The Court’s decision on other aspects of the likely detriments differ in some respects from the views of the Commission,
but overall come to the same conclusion that the weighing of benefits against detriments does not produce an outcome of
sufficient benefits to the public to warrant the grant of an authorisation.
The appellants also challenged a number of inadequacies in the process adopted by the Commission in its investigation
and production of its determination. The Court has dismissed those criticisms.
The Court has indicated that the Commission is entitled to costs.

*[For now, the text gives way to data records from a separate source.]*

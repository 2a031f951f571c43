// Copyright (C) 2026 Michael Wilson <mike@mdwn.dev>
//
// This program is free software: you can redistribute it and/or modify it under
// the terms of the GNU General Public License as published by the Free Software
// Foundation, version 3.
//
// This program is distributed in the hope that it will be useful, but WITHOUT
// ANY WARRANTY; without even the implied warranty of MERCHANTABILITY or FITNESS
// FOR A PARTICULAR PURPOSE. See the GNU General Public License for more details.
//
// You should have received a copy of the GNU General Public License along with
// this program. If not, see <https://www.gnu.org/licenses/>.
//
use std::error::Error;
use std::fs;
use std::path::{Path, PathBuf};
use std::sync::Arc;
use std::time::Duration;

use duration_string::DurationString;
use rand::rngs::StdRng;
use rand::SeedableRng;
use serde::Deserialize;

use crate::commands::Commands;
use crate::controller::{keyboard, Controller};
use crate::library::{Genre, Library};
use crate::session;
use crate::{pipeline, sink};

const DEFAULT_EXTENSION: &str = "mp3";
const DEFAULT_SINK_DEVICE: &str = "default";
const DEFAULT_PIPELINE_BINARY: &str = "ffmpeg";
const DEFAULT_ADMIN_ROLE: &str = "Directors";
const DEFAULT_VOICE_LINE_FADE: Duration = Duration::from_secs(1);
const DEFAULT_TRACK_FADE: Duration = Duration::from_secs(6);

/// A YAML representation of the station configuration.
#[derive(Deserialize, Clone)]
pub struct Station {
    /// The content root, containing the music/ and voice/ trees.
    library: String,

    /// The genres in the rotation, one subdirectory per genre.
    genres: Vec<String>,

    /// The audio file extension to play. Defaults to mp3.
    extension: Option<String>,

    /// The sink output device. Defaults to the system default device.
    sink_device: Option<String>,

    /// The transcoder binary. Defaults to ffmpeg on the PATH.
    pipeline_binary: Option<String>,

    /// The initial gain for each item, 0.0 to 1.0. Defaults to 0.4.
    default_volume: Option<f32>,

    /// Fade applied to voice lines. Defaults to 1s.
    voice_line_fade: Option<String>,

    /// Fade applied to tracks. Defaults to 6s.
    track_fade: Option<String>,

    /// The role required to adjust the volume.
    admin_role: Option<String>,
}

impl Station {
    /// Returns the content root.
    pub fn library(&self) -> PathBuf {
        PathBuf::from(&self.library)
    }

    /// Returns the configured genres. At least one is required.
    pub fn genres(&self) -> Result<Vec<Genre>, Box<dyn Error>> {
        if self.genres.is_empty() {
            return Err("the station requires at least one genre".into());
        }
        Ok(self.genres.iter().map(|name| Genre::new(name)).collect())
    }

    /// Returns the audio file extension.
    pub fn extension(&self) -> &str {
        self.extension.as_deref().unwrap_or(DEFAULT_EXTENSION)
    }

    /// Returns the sink output device name.
    pub fn sink_device(&self) -> &str {
        self.sink_device.as_deref().unwrap_or(DEFAULT_SINK_DEVICE)
    }

    /// Returns the transcoder binary.
    pub fn pipeline_binary(&self) -> &str {
        self.pipeline_binary
            .as_deref()
            .unwrap_or(DEFAULT_PIPELINE_BINARY)
    }

    /// Returns the initial gain for each item.
    pub fn default_volume(&self) -> f32 {
        self.default_volume.unwrap_or(session::DEFAULT_VOLUME)
    }

    /// Returns the fade applied to voice lines.
    pub fn voice_line_fade(&self) -> Result<Duration, Box<dyn Error>> {
        match &self.voice_line_fade {
            Some(fade) => Ok(DurationString::from_string(fade.clone())?.into()),
            None => Ok(DEFAULT_VOICE_LINE_FADE),
        }
    }

    /// Returns the fade applied to tracks.
    pub fn track_fade(&self) -> Result<Duration, Box<dyn Error>> {
        match &self.track_fade {
            Some(fade) => Ok(DurationString::from_string(fade.clone())?.into()),
            None => Ok(DEFAULT_TRACK_FADE),
        }
    }

    /// Returns the role required to adjust the volume.
    pub fn admin_role(&self) -> &str {
        self.admin_role.as_deref().unwrap_or(DEFAULT_ADMIN_ROLE)
    }
}

/// Parses a station configuration from a YAML file.
pub fn parse_station(file: &Path) -> Result<Station, Box<dyn Error>> {
    let station: Station = serde_yml::from_str(&fs::read_to_string(file)?)?;
    Ok(station)
}

/// Initializes the station and controller from the given config file. The
/// station owns the rotation loop; the controller serves user commands. The
/// sink is opened here, and failing to open it aborts startup.
pub fn init_station(
    config_path: &Path,
) -> Result<(crate::station::Station, Controller), Box<dyn Error>> {
    let config = parse_station(config_path)?;

    let library = Library::new(&config.library(), config.extension());
    let sink = sink::get_sink(config.sink_device())?;
    let session = Arc::new(session::Session::new(sink, config.default_volume()));
    let pipeline = pipeline::get_pipeline(config.pipeline_binary());

    let station = crate::station::Station::new(
        library,
        config.genres()?,
        pipeline,
        session,
        config.voice_line_fade()?,
        config.track_fade()?,
        StdRng::from_entropy(),
    )?;

    let commands = Commands::new(station.handle(), config.admin_role());
    let controller = Controller::new(commands, Arc::new(keyboard::Driver::new()))?;
    Ok((station, controller))
}
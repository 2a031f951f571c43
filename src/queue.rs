// Copyright (C) 2026 Michael Wilson <mike@mdwn.dev>
//
// This program is free software: you can redistribute it and/or modify it under
// the terms of the GNU General Public License as published by the Free Software
// Foundation, version 3.
//
// This program is distributed in the hope that it will be useful, but WITHOUT
// ANY WARRANTY; without even the implied warranty of MERCHANTABILITY or FITNESS
// FOR A PARTICULAR PURPOSE. See the GNU General Public License for more details.
//
// You should have received a copy of the GNU General Public License along with
// this program. If not, see <https://www.gnu.org/licenses/>.
//
use std::path::PathBuf;

use rand::Rng;

use crate::library::{Error, Genre};
use crate::shuffle::shuffle;

/// The shortest queue a genre cycle will play.
pub const MIN_QUEUE_LEN: usize = 10;
/// The longest queue a genre cycle will play.
pub const MAX_QUEUE_LEN: usize = 18;

/// One genre's turn in the rotation: an optional interstitial voice line
/// followed by a fixed queue of tracks. Created fresh per cycle and discarded
/// once consumed.
pub struct Cycle {
    /// The genre this cycle plays.
    pub genre: Genre,
    /// The single interstitial voice line, if the genre has any.
    pub voice_line: Option<PathBuf>,
    /// The ordered track queue.
    pub tracks: Vec<PathBuf>,
}

/// Builds a cycle for the given genre from its track and voice line listings.
/// The queue is a with-replacement sample: the listing is shuffled, a length
/// in [MIN_QUEUE_LEN, MAX_QUEUE_LEN] is drawn, and entries repeat cyclically
/// when the listing is shorter than the queue. An empty listing fails with
/// `EmptyListing`, which skips the genre.
pub fn build<R: Rng>(
    genre: Genre,
    mut tracks: Vec<PathBuf>,
    voice_lines: Vec<PathBuf>,
    rng: &mut R,
) -> Result<Cycle, Error> {
    if tracks.is_empty() {
        return Err(Error::EmptyListing { genre });
    }

    shuffle(&mut tracks, rng);
    let count = rng.gen_range(MIN_QUEUE_LEN..=MAX_QUEUE_LEN);
    let queue: Vec<PathBuf> = (0..count).map(|i| tracks[i % tracks.len()].clone()).collect();

    let voice_line = if voice_lines.is_empty() {
        None
    } else {
        Some(voice_lines[rng.gen_range(0..voice_lines.len())].clone())
    };

    Ok(Cycle {
        genre,
        voice_line,
        tracks: queue,
    })
}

Scoop copy of full judgment: HC_NZMEvComCom.pdf
 Sections 77 and 78 of the Commerce Act 1986 provide for lay members to be appointed to the New Zealand High Court
for Commerce Act matters. They ensure that expert evidence on complex competition issues is properly understood, tested
and assessed by the High Court. Their appointment to particular cases is at the discretion of the court. Martin
Richardson is a Professor of Economics at Australian National University and has been a lay member of the New Zealand
High Court since 2001.
 The proposed transaction would involve NZME acquiring all of the shares in Fairfax. In exchange NZME would pay NZ$55
million in cash and would issue shares equal to a 41 per cent shareholding in NZME to an Australian subsidiary of
Fairfax Media Ltd. The Commission treated the appellants as each other’s strongest competitor in most of their
businesses’ principal spheres of activity.